Since the Pothole Blitzes began, Pittsburgh has drastically improved response times for patching the dangerous craters. The city now takes only five days to respond to a pothole complaint—they had been taking up to 17 days to respond earlier in 2014.
Although Peduto believes that residents should be proud of what Pittsburgh's workers have accomplished so far, he says there's still more work to do. While the city is close, they have not yet reached their goal of responding to pothole complaints in three days.
Crews Begin 72-Hour Blitz to Fix as Many Potholes as Possible
Blitzes aren't just for the football field anymore: Pittsburgh's New Mayor, Bill Peduto, recently announced that the city has embarked on a 72-hour blitz to fill as many potholes as possible before colder weather returns.

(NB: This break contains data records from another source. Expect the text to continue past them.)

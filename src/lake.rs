//! Frozen Lake grid world
//!
//! A deterministic finite MDP: the agent starts on a fixed cell, moves one
//! cell per step (clamped at the border), and the episode ends on the goal
//! (+1) or in a hole (-1).

pub mod config;
pub mod env;
pub mod layout;

pub use config::LakeConfig;
pub use env::{FrozenLakeEnv, GOAL_REWARD, HOLE_REWARD, STEP_REWARD, Transition};
pub use layout::{Tile, render_layout};
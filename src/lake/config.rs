//! Lake geometry: grid size, start, goal and holes.

use std::{collections::HashSet, path::Path};

use log::warn;
use serde::{Deserialize, Serialize};

use crate::{Error, Result, types::Cell};

/// Immutable layout of a Frozen Lake instance.
///
/// # Examples
///
/// ```
/// use frozen_lake::lake::LakeConfig;
/// use frozen_lake::types::Cell;
///
/// let config = LakeConfig::new(3, 3, Cell::new(0, 0), Cell::new(2, 2))
///     .with_holes([Cell::new(1, 1)]);
/// assert!(config.validate().is_ok());
/// ```
#[derive(Debug, Clone, PartialEq, Eq, Serialize, Deserialize)]
pub struct LakeConfig {
    /// Number of grid rows
    pub rows: usize,
    /// Number of grid columns
    pub cols: usize,
    /// Cell the agent is placed on by `reset`
    pub start: Cell,
    /// Terminal cell worth +1
    pub goal: Cell,
    /// Terminal cells worth -1
    #[serde(default)]
    pub holes: Vec<Cell>,
}

impl LakeConfig {
    /// Create a lake with no holes.
    pub fn new(rows: usize, cols: usize, start: Cell, goal: Cell) -> Self {
        Self {
            rows,
            cols,
            start,
            goal,
            holes: Vec::new(),
        }
    }

    /// Set the hole cells, replacing any previous ones.
    pub fn with_holes<I>(mut self, holes: I) -> Self
    where
        I: IntoIterator<Item = Cell>,
    {
        self.holes = holes.into_iter().collect();
        self
    }

    /// Check dimensions and that every configured cell is on the grid.
    ///
    /// Overlapping start/goal/hole cells are allowed but logged, since the
    /// reward rules still give them a well-defined meaning (goal wins over hole).
    ///
    /// # Errors
    ///
    /// Returns [`Error::InvalidGrid`] for a zero dimension and
    /// [`Error::CellOutOfBounds`] for an off-grid cell.
    pub fn validate(&self) -> Result<()> {
        if self.rows == 0 || self.cols == 0 {
            return Err(Error::InvalidGrid {
                rows: self.rows,
                cols: self.cols,
            });
        }

        self.check_bounds("start", self.start)?;
        self.check_bounds("goal", self.goal)?;
        for &hole in &self.holes {
            self.check_bounds("hole", hole)?;
        }

        if self.start == self.goal {
            warn!("start and goal share cell {}", self.start);
        }
        let holes: HashSet<Cell> = self.holes.iter().copied().collect();
        if holes.contains(&self.start) {
            warn!("start cell {} is also a hole", self.start);
        }
        if holes.contains(&self.goal) {
            warn!("goal cell {} is also a hole; the goal reward takes precedence", self.goal);
        }

        Ok(())
    }

    fn check_bounds(&self, role: &str, cell: Cell) -> Result<()> {
        if cell.row < self.rows && cell.col < self.cols {
            Ok(())
        } else {
            Err(Error::CellOutOfBounds {
                role: role.to_string(),
                cell,
                rows: self.rows,
                cols: self.cols,
            })
        }
    }

    /// Total number of states (`rows * cols`).
    pub fn num_states(&self) -> usize {
        self.rows * self.cols
    }

    /// Load a layout from a JSON file and validate it.
    pub fn load<P: AsRef<Path>>(path: P) -> Result<Self> {
        let path = path.as_ref();
        let file = std::fs::File::open(path).map_err(|source| Error::Io {
            operation: format!("open lake config {}", path.display()),
            source,
        })?;
        let config: LakeConfig = serde_json::from_reader(std::io::BufReader::new(file))?;
        config.validate()?;
        Ok(config)
    }

    /// Save the layout as pretty-printed JSON.
    pub fn save<P: AsRef<Path>>(&self, path: P) -> Result<()> {
        let file = std::fs::File::create(path)?;
        serde_json::to_writer_pretty(file, self)?;
        Ok(())
    }
}

impl Default for LakeConfig {
    /// The 10x10 reference lake: start top-left, goal bottom-right, 25 holes.
    fn default() -> Self {
        const HOLES: [(usize, usize); 25] = [
            (1, 1),
            (1, 3),
            (2, 3),
            (3, 0),
            (0, 7),
            (1, 5),
            (2, 7),
            (2, 6),
            (3, 3),
            (3, 6),
            (4, 2),
            (4, 3),
            (4, 8),
            (5, 8),
            (5, 0),
            (6, 2),
            (6, 1),
            (7, 4),
            (7, 0),
            (7, 9),
            (8, 6),
            (8, 2),
            (9, 3),
            (9, 0),
            (9, 2),
        ];

        LakeConfig::new(10, 10, Cell::new(0, 0), Cell::new(9, 9))
            .with_holes(HOLES.iter().map(|&cell| Cell::from(cell)))
    }
}
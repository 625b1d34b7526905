//! Behaviour shared by all three learners

use frozen_lake::{
    lake::{FrozenLakeEnv, LakeConfig},
    learning::{Algorithm, EpsilonSchedule, Hyperparameters, Termination},
    pipeline::{TrainingConfig, TrainingPipeline},
    ports::NoopObserver,
    types::Cell,
};

fn corridor() -> FrozenLakeEnv {
    FrozenLakeEnv::new(LakeConfig::new(1, 5, Cell::new(0, 0), Cell::new(0, 4))).unwrap()
}

#[test]
fn budget_exhausted_episodes_are_recorded_as_failures() {
    let hyperparameters = Hyperparameters::default().with_max_steps(1);

    for algorithm in Algorithm::ALL {
        let mut env = corridor();
        let mut learner = algorithm.build(hyperparameters.clone(), Some(5)).unwrap();
        let mut pipeline = TrainingPipeline::new(TrainingConfig {
            num_episodes: 20,
            seed: Some(5),
        });
        let result = pipeline.run(learner.as_mut(), &mut env).unwrap();

        assert_eq!(result.metrics.len(), 20, "{algorithm}");
        assert!(result.metrics.success().iter().all(|&s| !s), "{algorithm}");
        assert!(result.metrics.steps().iter().all(|&s| s == 1), "{algorithm}");
        assert!(result.metrics.rewards().iter().all(|&r| r == 0.0), "{algorithm}");
    }
}

#[test]
fn episode_summaries_respect_invariants() {
    let config = LakeConfig::new(4, 4, Cell::new(0, 0), Cell::new(3, 3))
        .with_holes([Cell::new(1, 1), Cell::new(2, 3), Cell::new(3, 0)]);
    let hyperparameters = Hyperparameters::default()
        .with_learning_rate(0.3)
        .with_monte_carlo_step_size(0.1)
        .with_exploration(EpsilonSchedule::linear(1.0, 0.05, 100))
        .with_max_steps(60);

    for algorithm in Algorithm::ALL {
        let mut env = FrozenLakeEnv::new(config.clone()).unwrap();
        let mut learner = algorithm.build(hyperparameters.clone(), Some(17)).unwrap();

        for episode in 0..200 {
            let summary = learner.run_episode(&mut env, episode, &mut NoopObserver).unwrap();
            assert_eq!(summary.episode, episode);
            assert!((1..=60).contains(&summary.steps), "{algorithm}: {summary:?}");
            match summary.termination {
                Termination::Goal => {
                    assert!(summary.success);
                    assert_eq!(summary.total_reward, 1.0);
                }
                Termination::Hole => {
                    assert!(!summary.success);
                    assert_eq!(summary.total_reward, -1.0);
                }
                Termination::BudgetExhausted => {
                    assert!(!summary.success);
                    assert_eq!(summary.steps, 60);
                    assert_eq!(summary.total_reward, 0.0);
                }
            }
        }

        // Terminal cells are never the source of an update.
        for terminal in [Cell::new(3, 3), Cell::new(1, 1), Cell::new(2, 3), Cell::new(3, 0)] {
            let state = env.cell_to_index(terminal);
            assert_eq!(learner.q_table().values(state), [0.0; 4], "{algorithm}");
        }
    }
}

#[test]
fn reset_restores_a_fresh_learner() {
    let hyperparameters = Hyperparameters::default()
        .with_exploration(EpsilonSchedule::constant(0.5))
        .with_max_steps(30);

    for algorithm in Algorithm::ALL {
        let mut env = corridor();
        let mut learner = algorithm.build(hyperparameters.clone(), Some(9)).unwrap();
        let first: Vec<_> = (0..5)
            .map(|e| learner.run_episode(&mut env, e, &mut NoopObserver).unwrap())
            .collect();

        learner.reset().unwrap();
        assert!(learner.q_table().is_empty(), "{algorithm}");
        let second: Vec<_> = (0..5)
            .map(|e| learner.run_episode(&mut env, e, &mut NoopObserver).unwrap())
            .collect();

        assert_eq!(first, second, "{algorithm}");
    }
}
//! Layout command - Show or write a lake layout

use std::path::PathBuf;

use anyhow::{Context, Result};
use clap::Parser;

use crate::{
    cli::{
        config::LakeArgs,
        output::{print_kv, print_section},
    },
    lake::{FrozenLakeEnv, LakeConfig, render_layout},
};

#[derive(Parser, Debug)]
#[command(about = "Show a lake layout")]
pub struct LayoutArgs {
    #[command(flatten)]
    pub lake: LakeArgs,

    /// Write the layout as JSON, e.g. to start a custom lake from the default one
    #[arg(long, short = 'o')]
    pub output: Option<PathBuf>,
}

pub fn execute(args: LayoutArgs) -> Result<()> {
    let config: LakeConfig = args.lake.load()?;
    let env = FrozenLakeEnv::new(config.clone())?;

    print_section("Lake layout");
    print_kv("Size", &format!("{}x{}", env.rows(), env.cols()));
    print_kv("Start", &env.start().to_string());
    print_kv("Goal", &env.goal().to_string());
    print_kv("Holes", &env.holes().len().to_string());
    println!();
    print!("{}", render_layout(&env));

    if let Some(path) = &args.output {
        config
            .save(path)
            .with_context(|| format!("Failed to write layout to {}", path.display()))?;
        println!("\nLayout written to {}", path.display());
    }

    Ok(())
}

Pittsburgh's recent roller coaster ride of extremely cold temperatures followed by a significant warm-up has spawned the creation of hundreds of potholes far earlier than expected. Some craters even measure up to 6 feet wide.
Crews must work quickly and around the clock to repair the massive amount of freshly bloomed potholes—27 crews are working different back-to-back shifts over the next few days. If the city neglects to fix the damage during the brief respite of warm weather, many drivers may be left at risk: patching potholes proves incredibly difficult as temperatures fall. The city government is encouraging drivers to report any potholes that they encounter.

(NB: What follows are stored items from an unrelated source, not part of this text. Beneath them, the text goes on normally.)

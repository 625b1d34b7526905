//! Compare command - Train all three algorithms side-by-side

use std::path::PathBuf;

use anyhow::Result;
use clap::Parser;

use crate::{
    analysis::{render_policy, trace_greedy_path},
    cli::{
        config::{LakeArgs, LearningArgs},
        output::{format_duration, format_number, print_section, print_subsection},
    },
    export::write_metrics_csv,
    lake::FrozenLakeEnv,
    pipeline::{ComparisonFramework, Observer, ProgressObserver, TrainingConfig},
};

#[derive(Parser, Debug)]
#[command(about = "Compare Monte Carlo, SARSA and Q-learning", allow_negative_numbers = true)]
pub struct CompareArgs {
    /// Number of training episodes per algorithm
    #[arg(long, short = 'e', default_value_t = 250_000)]
    pub episodes: usize,

    #[command(flatten)]
    pub learning: LearningArgs,

    #[command(flatten)]
    pub lake: LakeArgs,

    /// Random seed for reproducibility (run `i` uses `seed + i`)
    #[arg(long)]
    pub seed: Option<u64>,

    /// Hide the progress bars
    #[arg(long)]
    pub no_progress: bool,

    /// Export per-episode metrics of every run to CSV
    #[arg(long, short = 'o')]
    pub output: Option<PathBuf>,
}

pub fn execute(args: CompareArgs) -> Result<()> {
    let lake = args.lake.load()?;
    let hyperparameters = args.learning.hyperparameters()?;
    let env = FrozenLakeEnv::new(lake.clone())?;

    print_section("Algorithm comparison");
    println!(
        "{} episodes per algorithm on a {}x{} lake with {} holes",
        format_number(args.episodes),
        env.rows(),
        env.cols(),
        env.holes().len()
    );

    let mut framework = ComparisonFramework::new(
        lake,
        hyperparameters,
        TrainingConfig {
            num_episodes: args.episodes,
            seed: args.seed,
        },
    );
    if !args.no_progress {
        framework = framework.with_observers(|_| {
            let progress: Box<dyn Observer> = Box::new(ProgressObserver::new());
            Ok(vec![progress])
        });
    }
    let result = framework.run()?;

    for (algorithm, run) in &result.runs {
        print_subsection(&format!("{} policy", algorithm.name()));
        print!("{}", render_policy(&run.q_table, &env));
        let path = trace_greedy_path(&run.q_table, &env);
        println!("  greedy path: {} moves, {}", path.len(), path.stop);
    }

    print_subsection("Summary");
    println!(
        "  {:<12} {:>10} {:>10} {:>12} {:>12} {:>10}",
        "Algorithm", "Successes", "Success %", "Mean reward", "Mean steps", "Time"
    );
    for (algorithm, run) in &result.runs {
        let summary = run.metrics.summary();
        println!(
            "  {:<12} {:>10} {:>9.1}% {:>12.4} {:>12.1} {:>10}",
            algorithm.name(),
            format_number(summary.successes),
            summary.success_rate * 100.0,
            summary.mean_reward,
            summary.mean_steps,
            format_duration(run.elapsed)
        );
    }
    if let Some(best) = result.best_by_success_rate() {
        println!("\nHighest success rate: {best}");
    }

    if let Some(output_path) = &args.output {
        let runs: Vec<(&str, &_)> = result
            .runs
            .iter()
            .map(|(algorithm, run)| (algorithm.label(), &run.metrics))
            .collect();
        write_metrics_csv(output_path, &runs)?;
        println!("\nResults exported to: {}", output_path.display());
    }

    Ok(())
}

Reporting Potholes and Bad Road Conditions
If you notice potholes or other dangerous road conditions, report them immediately:
- For state roads maintained by PennDOT:
- Call 1-800-FIX-ROAD.
- For local roads in Pittsburgh:
- Call 3-1-1 from a local phone or submit a complaint online.
- For other local roads in PA or in other states:
- Contact your local government responsible for maintaining roads.